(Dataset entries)
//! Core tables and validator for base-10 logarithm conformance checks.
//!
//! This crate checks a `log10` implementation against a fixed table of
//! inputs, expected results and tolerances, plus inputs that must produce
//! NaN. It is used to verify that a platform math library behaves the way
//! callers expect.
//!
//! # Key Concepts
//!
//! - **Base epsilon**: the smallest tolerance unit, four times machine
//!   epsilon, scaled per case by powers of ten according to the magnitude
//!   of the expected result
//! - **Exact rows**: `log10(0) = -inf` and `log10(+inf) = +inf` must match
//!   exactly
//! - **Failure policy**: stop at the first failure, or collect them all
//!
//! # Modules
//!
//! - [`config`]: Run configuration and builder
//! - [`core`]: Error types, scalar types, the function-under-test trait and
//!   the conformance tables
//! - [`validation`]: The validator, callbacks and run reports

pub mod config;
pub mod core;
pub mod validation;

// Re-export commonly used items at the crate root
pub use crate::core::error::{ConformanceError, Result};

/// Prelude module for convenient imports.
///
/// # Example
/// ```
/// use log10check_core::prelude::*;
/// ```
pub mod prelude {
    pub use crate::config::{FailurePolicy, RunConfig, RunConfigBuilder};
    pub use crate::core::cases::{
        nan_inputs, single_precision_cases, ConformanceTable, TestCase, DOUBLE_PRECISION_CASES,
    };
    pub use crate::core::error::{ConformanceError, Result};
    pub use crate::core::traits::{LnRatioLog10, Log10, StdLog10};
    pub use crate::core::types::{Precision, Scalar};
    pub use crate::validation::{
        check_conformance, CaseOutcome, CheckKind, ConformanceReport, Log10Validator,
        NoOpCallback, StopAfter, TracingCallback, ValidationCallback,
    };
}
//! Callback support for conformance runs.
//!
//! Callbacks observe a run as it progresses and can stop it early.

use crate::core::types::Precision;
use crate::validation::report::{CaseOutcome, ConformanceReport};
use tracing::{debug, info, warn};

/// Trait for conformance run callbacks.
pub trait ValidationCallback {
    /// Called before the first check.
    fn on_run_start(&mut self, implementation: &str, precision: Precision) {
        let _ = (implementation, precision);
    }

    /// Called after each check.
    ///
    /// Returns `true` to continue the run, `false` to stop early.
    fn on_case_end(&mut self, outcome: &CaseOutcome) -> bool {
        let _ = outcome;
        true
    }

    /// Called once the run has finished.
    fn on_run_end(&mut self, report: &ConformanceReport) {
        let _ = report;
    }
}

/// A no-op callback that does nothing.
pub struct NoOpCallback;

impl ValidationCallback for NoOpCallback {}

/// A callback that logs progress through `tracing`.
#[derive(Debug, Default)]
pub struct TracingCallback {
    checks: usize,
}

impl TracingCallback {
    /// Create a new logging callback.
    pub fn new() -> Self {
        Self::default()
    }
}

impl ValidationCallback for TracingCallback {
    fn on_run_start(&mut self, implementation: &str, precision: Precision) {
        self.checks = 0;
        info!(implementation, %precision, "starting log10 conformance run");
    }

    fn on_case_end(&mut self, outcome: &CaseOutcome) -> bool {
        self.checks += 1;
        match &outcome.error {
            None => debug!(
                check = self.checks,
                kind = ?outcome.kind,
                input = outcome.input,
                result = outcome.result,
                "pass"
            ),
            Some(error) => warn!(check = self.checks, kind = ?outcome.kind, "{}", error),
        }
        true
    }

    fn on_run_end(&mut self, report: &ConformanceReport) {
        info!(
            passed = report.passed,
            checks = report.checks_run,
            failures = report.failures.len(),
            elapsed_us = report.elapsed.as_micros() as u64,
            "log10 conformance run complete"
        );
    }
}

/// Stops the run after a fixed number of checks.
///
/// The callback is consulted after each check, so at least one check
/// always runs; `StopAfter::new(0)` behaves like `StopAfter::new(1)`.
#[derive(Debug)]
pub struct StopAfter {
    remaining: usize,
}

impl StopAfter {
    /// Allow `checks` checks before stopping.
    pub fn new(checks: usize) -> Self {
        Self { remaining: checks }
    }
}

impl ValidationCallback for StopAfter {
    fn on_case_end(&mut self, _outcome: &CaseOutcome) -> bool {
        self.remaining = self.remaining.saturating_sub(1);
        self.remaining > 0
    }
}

» Problem details
Word for word, copy out the entries.

» Reply
//! Core tables and validator for base-10 logarithm conformance checks.
//!
//! This crate checks a `log10` implementation against a fixed table of
//! inputs, expected results and tolerances, plus inputs that must produce
//! NaN. It is used to verify that a platform math library behaves the way
//! callers expect.
//!
//! # Key Concepts
//!
//! - **Base epsilon**: the smallest tolerance unit, four times machine
//!   epsilon, scaled per case by powers of ten according to the magnitude
//!   of the expected result
//! - **Exact rows**: `log10(0) = -inf` and `log10(+inf) = +inf` must match
//!   exactly
//! - **Failure policy**: stop at the first failure, or collect them all
//!
//! # Modules
//!
//! - [`config`]: Run configuration and builder
//! - [`core`]: Error types, scalar types, the function-under-test trait and
//!   the conformance tables
//! - [`validation`]: The validator, callbacks and run reports

pub mod config;
pub mod core;
pub mod validation;

// Re-export commonly used items at the crate root
pub use crate::core::error::{ConformanceError, Result};

/// Prelude module for convenient imports.
///
/// # Example
/// ```
/// use log10check_core::prelude::*;
/// ```
pub mod prelude {
    pub use crate::config::{FailurePolicy, RunConfig, RunConfigBuilder};
    pub use crate::core::cases::{
        nan_inputs, single_precision_cases, ConformanceTable, TestCase, DOUBLE_PRECISION_CASES,
    };
    pub use crate::core::error::{ConformanceError, Result};
    pub use crate::core::traits::{LnRatioLog10, Log10, StdLog10};
    pub use crate::core::types::{Precision, Scalar};
    pub use crate::validation::{
        check_conformance, CaseOutcome, CheckKind, ConformanceReport, Log10Validator,
        NoOpCallback, StopAfter, TracingCallback, ValidationCallback,
    };
}
//! Callback support for conformance runs.
//!
//! Callbacks observe a run as it progresses and can stop it early.

use crate::core::types::Precision;
use crate::validation::report::{CaseOutcome, ConformanceReport};
use tracing::{debug, info, warn};

/// Trait for conformance run callbacks.
pub trait ValidationCallback {
    /// Called before the first check.
    fn on_run_start(&mut self, implementation: &str, precision: Precision) {
        let _ = (implementation, precision);
    }

    /// Called after each check.
    ///
    /// Returns `true` to continue the run, `false` to stop early.
    fn on_case_end(&mut self, outcome: &CaseOutcome) -> bool {
        let _ = outcome;
        true
    }

    /// Called once the run has finished.
    fn on_run_end(&mut self, report: &ConformanceReport) {
        let _ = report;
    }
}

/// A no-op callback that does nothing.
pub struct NoOpCallback;

impl ValidationCallback for NoOpCallback {}

/// A callback that logs progress through `tracing`.
#[derive(Debug, Default)]
pub struct TracingCallback {
    checks: usize,
}

impl TracingCallback {
    /// Create a new logging callback.
    pub fn new() -> Self {
        Self::default()
    }
}

impl ValidationCallback for TracingCallback {
    fn on_run_start(&mut self, implementation: &str, precision: Precision) {
        self.checks = 0;
        info!(implementation, %precision, "starting log10 conformance run");
    }

    fn on_case_end(&mut self, outcome: &CaseOutcome) -> bool {
        self.checks += 1;
        match &outcome.error {
            None => debug!(
                check = self.checks,
                kind = ?outcome.kind,
                input = outcome.input,
                result = outcome.result,
                "pass"
            ),
            Some(error) => warn!(check = self.checks, kind = ?outcome.kind, "{}", error),
        }
        true
    }

    fn on_run_end(&mut self, report: &ConformanceReport) {
        info!(
            passed = report.passed,
            checks = report.checks_run,
            failures = report.failures.len(),
            elapsed_us = report.elapsed.as_micros() as u64,
            "log10 conformance run complete"
        );
    }
}

/// Stops the run after a fixed number of checks.
///
/// The callback is consulted after each check, so at least one check
/// always runs; `StopAfter::new(0)` behaves like `StopAfter::new(1)`.
#[derive(Debug)]
pub struct StopAfter {
    remaining: usize,
}

impl StopAfter {
    /// Allow `checks` checks before stopping.
    pub fn new(checks: usize) -> Self {
        Self { remaining: checks }
    }
}

impl ValidationCallback for StopAfter {
    fn on_case_end(&mut self, _outcome: &CaseOutcome) -> bool {
        self.remaining = self.remaining.saturating_sub(1);
        self.remaining > 0
    }
}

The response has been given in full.